» **TRY IT**
Your answer must be the full set of records, repeated exactly.

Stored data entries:
===============

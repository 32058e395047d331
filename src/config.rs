//! Tracker configuration
//!
//! Sheet names, column layouts and service settings. Loaded from a JSON file;
//! anything missing falls back to the deployment defaults below.

use crate::error::{Result, TrackerError};
use crate::matcher::MatchThresholds;
use crate::sources::{SourceKind, SourceSpec};
use log::info;
use serde::{Deserialize, Serialize};
use std::collections::HashSet;
use std::path::{Path, PathBuf};

/// Number of monitor tabs (`M1`..`M10`) in the default layout
pub const MONITOR_TABS: usize = 10;

/// Columns of the roster sheet
#[derive(Debug, Clone, PartialEq, Serialize, Deserialize)]
#[serde(default)]
pub struct RosterColumns {
    pub sheet: String,
    pub name: usize,
    pub credential: usize,
    pub status: Option<usize>,
    /// Header text (case-insensitive, exact) of the email column
    pub email_header: String,
    /// Header fragment (case-insensitive) of the monitor checkbox column
    pub monitor_header: String,
}

impl Default for RosterColumns {
    fn default() -> Self {
        RosterColumns {
            sheet: "Student Activity".to_string(),
            name: 0,
            credential: 1,
            status: Some(2),
            email_header: "email".to_string(),
            monitor_header: "monitor".to_string(),
        }
    }
}

/// SMTP account used for credential reminders
#[derive(Debug, Clone, PartialEq, Serialize, Deserialize)]
pub struct SmtpSettings {
    pub relay: String,
    #[serde(default = "default_smtp_port")]
    pub port: u16,
    pub username: String,
    pub password: String,
    /// Mailbox shown as sender, e.g. `Tracker <noreply@example.org>`
    pub from: String,
}

fn default_smtp_port() -> u16 {
    465
}

#[derive(Debug, Clone, PartialEq, Serialize, Deserialize)]
#[serde(default)]
pub struct TrackerConfig {
    /// Directory with one CSV file per sheet
    pub data_dir: PathBuf,

    /// Compressed snapshot of the workbook, preferred over `data_dir` when present
    pub snapshot: PathBuf,

    /// Address the web server binds to
    pub listen_addr: String,

    /// Longest wait for the store write lock before reporting busy
    pub lock_wait_ms: u64,

    pub roster: RosterColumns,

    /// Sheet the portal appends new entries to
    pub log_sheet: String,

    pub profile_sheet: String,

    pub course_sheet: String,

    /// Monitor names in the first data row, members below
    pub groups_sheet: String,

    /// Sources in aggregation order
    pub sources: Vec<SourceSpec>,

    /// Credential accepted for every identity, if set
    pub admin_credential: Option<String>,

    pub thresholds: MatchThresholds,

    pub smtp: Option<SmtpSettings>,
}

impl Default for TrackerConfig {
    fn default() -> Self {
        let mut sources =
            vec![SourceSpec::new("Student Activity", "Student Activity", SourceKind::Legacy).without_history()];
        for i in 1..=MONITOR_TABS {
            let tab = format!("M{}", i);
            sources.push(SourceSpec::new(&tab, &tab, SourceKind::Monitor));
        }
        sources.push(SourceSpec::new("Activity Logs", "Activity Logs", SourceKind::ActivityLog));

        TrackerConfig {
            data_dir: PathBuf::from("database"),
            snapshot: PathBuf::from("database/workbook.bin.gz"),
            listen_addr: "127.0.0.1:3000".to_string(),
            lock_wait_ms: 10_000,
            roster: RosterColumns::default(),
            log_sheet: "Activity Logs".to_string(),
            profile_sheet: "Student Profiles".to_string(),
            course_sheet: "Student Courses".to_string(),
            groups_sheet: "Groups".to_string(),
            sources,
            admin_credential: None,
            thresholds: MatchThresholds::default(),
            smtp: None,
        }
    }
}

impl TrackerConfig {
    /// Load and validate a JSON config file
    pub fn load(path: impl AsRef<Path>) -> Result<Self> {
        let path = path.as_ref();
        let contents = std::fs::read_to_string(path)?;
        let config: TrackerConfig = serde_json::from_str(&contents)?;
        config.validate()?;
        info!("loaded config from {}", path.display());
        Ok(config)
    }

    /// `load` when a path is given, validated defaults otherwise
    pub fn load_or_default(path: Option<&Path>) -> Result<Self> {
        match path {
            Some(p) => Self::load(p),
            None => {
                let config = TrackerConfig::default();
                config.validate()?;
                Ok(config)
            }
        }
    }

    /// Check everything that would otherwise fail quietly at read time
    pub fn validate(&self) -> Result<()> {
        if self.sources.is_empty() {
            return Err(TrackerError::Config("no sources configured".to_string()));
        }

        let mut tags = HashSet::new();
        for source in &self.sources {
            if source.sheet.trim().is_empty() {
                return Err(TrackerError::Config(format!(
                    "source '{}' has no sheet name",
                    source.tag
                )));
            }
            if !tags.insert(source.tag.as_str()) {
                return Err(TrackerError::Config(format!(
                    "duplicate source tag '{}'",
                    source.tag
                )));
            }
            source.resolved_layout()?;
        }

        if self.roster.name == self.roster.credential {
            return Err(TrackerError::Config(
                "roster name and credential share a column".to_string(),
            ));
        }

        let t = &self.thresholds;
        if t.min_token_chars == 0 || !(0.0..=1.0).contains(&t.long_name_ratio) {
            return Err(TrackerError::Config(format!(
                "invalid match thresholds: {:?}",
                t
            )));
        }

        Ok(())
    }

    /// The source that receives portal submissions
    pub fn log_source(&self) -> Option<&SourceSpec> {
        self.sources.iter().find(|s| s.sheet == self.log_sheet)
    }
}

===============

» **WRITTEN RESPONSE**
repository 32058e395047d331
filename src/config.rs
//! Tracker configuration
//!
//! Sheet names, column layouts and service settings. Loaded from a JSON file;
//! anything missing falls back to the deployment defaults below.

use crate::error::{Result, TrackerError};
use crate::matcher::MatchThresholds;
use crate::sources::{SourceKind, SourceSpec};
use log::info;
use serde::{Deserialize, Serialize};
use std::collections::HashSet;
use std::path::{Path, PathBuf};

/// Number of monitor tabs (`M1`..`M10`) in the default layout
pub const MONITOR_TABS: usize = 10;

/// Columns of the roster sheet
#[derive(Debug, Clone, PartialEq, Serialize, Deserialize)]
#[serde(default)]
pub struct RosterColumns {
    pub sheet: String,
    pub name: usize,
    pub credential: usize,
    pub status: Option<usize>,
    /// Header text (case-insensitive, exact) of the email column
    pub email_header: String,
    /// Header fragment (case-insensitive) of the monitor checkbox column
    pub monitor_header: String,
}

impl Default for RosterColumns {
    fn default() -> Self {
        RosterColumns {
            sheet: "Student Activity".to_string(),
            name: 0,
            credential: 1,
            status: Some(2),
            email_header: "email".to_string(),
            monitor_header: "monitor".to_string(),
        }
    }
}

/// SMTP account used for credential reminders
#[derive(Debug, Clone, PartialEq, Serialize, Deserialize)]
pub struct SmtpSettings {
    pub relay: String,
    #[serde(default = "default_smtp_port")]
    pub port: u16,
    pub username: String,
    pub password: String,
    /// Mailbox shown as sender, e.g. `Tracker <noreply@example.org>`
    pub from: String,
}

fn default_smtp_port() -> u16 {
    465
}

#[derive(Debug, Clone, PartialEq, Serialize, Deserialize)]
#[serde(default)]
pub struct TrackerConfig {
    /// Directory with one CSV file per sheet
    pub data_dir: PathBuf,

    /// Compressed snapshot of the workbook, preferred over `data_dir` when present
    pub snapshot: PathBuf,

    /// Address the web server binds to
    pub listen_addr: String,

    /// Longest wait for the store write lock before reporting busy
    pub lock_wait_ms: u64,

    pub roster: RosterColumns,

    /// Sheet the portal appends new entries to
    pub log_sheet: String,

    pub profile_sheet: String,

    pub course_sheet: String,

    /// Monitor names in the first data row, members below
    pub groups_sheet: String,

    /// Sources in aggregation order
    pub sources: Vec<SourceSpec>,

    /// Credential accepted for every identity, if set
    pub admin_credential: Option<String>,

    pub thresholds: MatchThresholds,

    pub smtp: Option<SmtpSettings>,
}

impl Default for TrackerConfig {
    fn default() -> Self {
        let mut sources =
            vec![SourceSpec::new("Student Activity", "Student Activity", SourceKind::Legacy).without_history()];
        for i in 1..=MONITOR_TABS {
            let tab = format!("M{}", i);
            sources.push(SourceSpec::new(&tab, &tab, SourceKind::Monitor));
        }
        sources.push(SourceSpec::new("Activity Logs", "Activity Logs", SourceKind::ActivityLog));

        TrackerConfig {
            data_dir: PathBuf::from("database"),
            snapshot: PathBuf::from("database/workbook.bin.gz"),
            listen_addr: "127.0.0.1:3000".to_string(),
            lock_wait_ms: 10_000,
            roster: RosterColumns::default(),
            log_sheet: "Activity Logs".to_string(),
            profile_sheet: "Student Profiles".to_string(),
            course_sheet: "Student Courses".to_string(),
            groups_sheet: "Groups".to_string(),
            sources,
            admin_credential: None,
            thresholds: MatchThresholds::default(),
            smtp: None,
        }
    }
}

impl TrackerConfig {
    /// Load and validate a JSON config file
    pub fn load(path: impl AsRef<Path>) -> Result<Self> {
        let path = path.as_ref();
        let contents = std::fs::read_to_string(path)?;
        let config: TrackerConfig = serde_json::from_str(&contents)?;
        config.validate()?;
        info!("loaded config from {}", path.display());
        Ok(config)
    }

    /// `load` when a path is given, validated defaults otherwise
    pub fn load_or_default(path: Option<&Path>) -> Result<Self> {
        match path {
            Some(p) => Self::load(p),
            None => {
                let config = TrackerConfig::default();
                config.validate()?;
                Ok(config)
            }
        }
    }

    /// Check everything that would otherwise fail quietly at read time
    pub fn validate(&self) -> Result<()> {
        if self.sources.is_empty() {
            return Err(TrackerError::Config("no sources configured".to_string()));
        }

        let mut tags = HashSet::new();
        for source in &self.sources {
            if source.sheet.trim().is_empty() {
                return Err(TrackerError::Config(format!(
                    "source '{}' has no sheet name",
                    source.tag
                )));
            }
            if !tags.insert(source.tag.as_str()) {
                return Err(TrackerError::Config(format!(
                    "duplicate source tag '{}'",
                    source.tag
                )));
            }
            source.resolved_layout()?;
        }

        if self.roster.name == self.roster.credential {
            return Err(TrackerError::Config(
                "roster name and credential share a column".to_string(),
            ));
        }

        let t = &self.thresholds;
        if t.min_token_chars == 0 || !(0.0..=1.0).contains(&t.long_name_ratio) {
            return Err(TrackerError::Config(format!(
                "invalid match thresholds: {:?}",
                t
            )));
        }

        Ok(())
    }

    /// The source that receives portal submissions
    pub fn log_source(&self) -> Option<&SourceSpec> {
        self.sources.iter().find(|s| s.sheet == self.log_sheet)
    }
}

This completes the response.